• Problem requirements
Copy every line of the listing that holds the string "InvalidValue".

---- Supplied information

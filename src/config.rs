//! Configuration types.

use std::path::PathBuf;

use secrecy::SecretString;

use crate::error::ConfigError;
use crate::llm::LlmConfig;

/// Default model used for both chat responses and website reports.
pub const DEFAULT_MODEL: &str = "gpt-4";

/// Default OpenAI-compatible endpoint.
pub const DEFAULT_BASE_URL: &str = "https://api.openai.com";

/// Process-wide configuration, loaded once at startup.
#[derive(Debug, Clone)]
pub struct AppConfig {
    pub llm: LlmConfig,
    /// Path to the libSQL database file.
    pub database_path: PathBuf,
    /// Directory of `.txt` / `.md` documents used as retrieval context.
    pub knowledge_dir: PathBuf,
    /// HTTP listen port.
    pub port: u16,
    pub assistant: AssistantConfig,
}

impl AppConfig {
    /// Load configuration from environment variables.
    ///
    /// Fails when `OPENAI_API_KEY` is absent.
    pub fn from_env() -> Result<Self, ConfigError> {
        // Load .env file if present (ignore errors if not found)
        let _ = dotenvy::dotenv();

        let api_key = optional_env("OPENAI_API_KEY")?
            .ok_or_else(|| ConfigError::MissingEnvVar("OPENAI_API_KEY".to_string()))?;

        let llm = LlmConfig {
            api_key: SecretString::from(api_key),
            model: optional_env("MORVO_MODEL")?.unwrap_or_else(|| DEFAULT_MODEL.to_string()),
            base_url: optional_env("OPENAI_BASE_URL")?
                .unwrap_or_else(|| DEFAULT_BASE_URL.to_string()),
        };

        let defaults = AssistantConfig::default();
        let assistant = AssistantConfig {
            temperature: parse_optional_env("MORVO_TEMPERATURE", defaults.temperature)?,
            context_top_k: parse_optional_env("MORVO_CONTEXT_TOP_K", defaults.context_top_k)?,
            history_window: parse_optional_env("MORVO_HISTORY_WINDOW", defaults.history_window)?,
        };
        if !(0.0..=2.0).contains(&assistant.temperature) {
            return Err(ConfigError::InvalidValue {
                key: "MORVO_TEMPERATURE".to_string(),
                message: format!("{} is outside 0.0..=2.0", assistant.temperature),
            });
        }

        Ok(Self {
            llm,
            database_path: optional_env("MORVO_DB_PATH")?
                .map(PathBuf::from)
                .unwrap_or_else(|| PathBuf::from("./data/morvo.db")),
            knowledge_dir: optional_env("MORVO_KNOWLEDGE_DIR")?
                .map(PathBuf::from)
                .unwrap_or_else(|| PathBuf::from("./docs")),
            port: parse_optional_env("MORVO_PORT", 8000)?,
            assistant,
        })
    }
}

/// Tuning for the response pipeline.
#[derive(Debug, Clone)]
pub struct AssistantConfig {
    /// Sampling temperature for every model call.
    pub temperature: f32,
    /// Number of knowledge chunks retrieved per message.
    pub context_top_k: usize,
    /// Number of session-log entries replayed into the prompt.
    pub history_window: usize,
}

impl Default for AssistantConfig {
    fn default() -> Self {
        Self {
            temperature: 0.7,
            context_top_k: 4,
            history_window: 6,
        }
    }
}

pub(crate) fn optional_env(key: &str) -> Result<Option<String>, ConfigError> {
    match std::env::var(key) {
        Ok(val) if val.is_empty() => Ok(None),
        Ok(val) => Ok(Some(val)),
        Err(std::env::VarError::NotPresent) => Ok(None),
        Err(e) => Err(ConfigError::ParseError(format!("failed to read {key}: {e}"))),
    }
}

pub(crate) fn parse_optional_env<T>(key: &str, default: T) -> Result<T, ConfigError>
where
    T: std::str::FromStr,
    T::Err: std::fmt::Display,
{
    optional_env(key)?
        .map(|s| {
            s.parse().map_err(|e| ConfigError::InvalidValue {
                key: key.to_string(),
                message: format!("{e}"),
            })
        })
        .transpose()
        .map(|opt| opt.unwrap_or(default))
}

#[cfg(test)]
mod tests {
    use super::*;
    use std::sync::Mutex;

    /// Serializes tests that touch process environment variables.
    static ENV_LOCK: Mutex<()> = Mutex::new(());

    #[test]
    fn optional_env_treats_empty_as_missing() {
        let _lock = ENV_LOCK.lock();
        unsafe { std::env::set_var("_MORVO_TEST_EMPTY", "") };
        assert!(optional_env("_MORVO_TEST_EMPTY").unwrap().is_none());
        unsafe { std::env::remove_var("_MORVO_TEST_EMPTY") };
        assert!(optional_env("_MORVO_TEST_EMPTY").unwrap().is_none());
    }

    #[test]
    fn parse_optional_env_uses_default_and_parses() {
        let _lock = ENV_LOCK.lock();
        unsafe { std::env::remove_var("_MORVO_TEST_PORT") };
        assert_eq!(parse_optional_env("_MORVO_TEST_PORT", 8000u16).unwrap(), 8000);

        unsafe { std::env::set_var("_MORVO_TEST_PORT", "9001") };
        assert_eq!(parse_optional_env("_MORVO_TEST_PORT", 8000u16).unwrap(), 9001);

        unsafe { std::env::set_var("_MORVO_TEST_PORT", "not-a-port") };
        let err = parse_optional_env("_MORVO_TEST_PORT", 8000u16).unwrap_err();
        assert!(matches!(err, ConfigError::InvalidValue { ref key, .. } if key == "_MORVO_TEST_PORT"));
        unsafe { std::env::remove_var("_MORVO_TEST_PORT") };
    }

    #[test]
    fn assistant_defaults() {
        let cfg = AssistantConfig::default();
        assert!((cfg.temperature - 0.7).abs() < f32::EPSILON);
        assert_eq!(cfg.context_top_k, 4);
        assert_eq!(cfg.history_window, 6);
    }
}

--------

• Result of the exercise
            return Err(ConfigError::InvalidValue {
            s.parse().map_err(|e| ConfigError::InvalidValue {
        assert!(matches!(err, ConfigError::InvalidValue { ref key, .. } if key == "_MORVO_TEST_PORT"));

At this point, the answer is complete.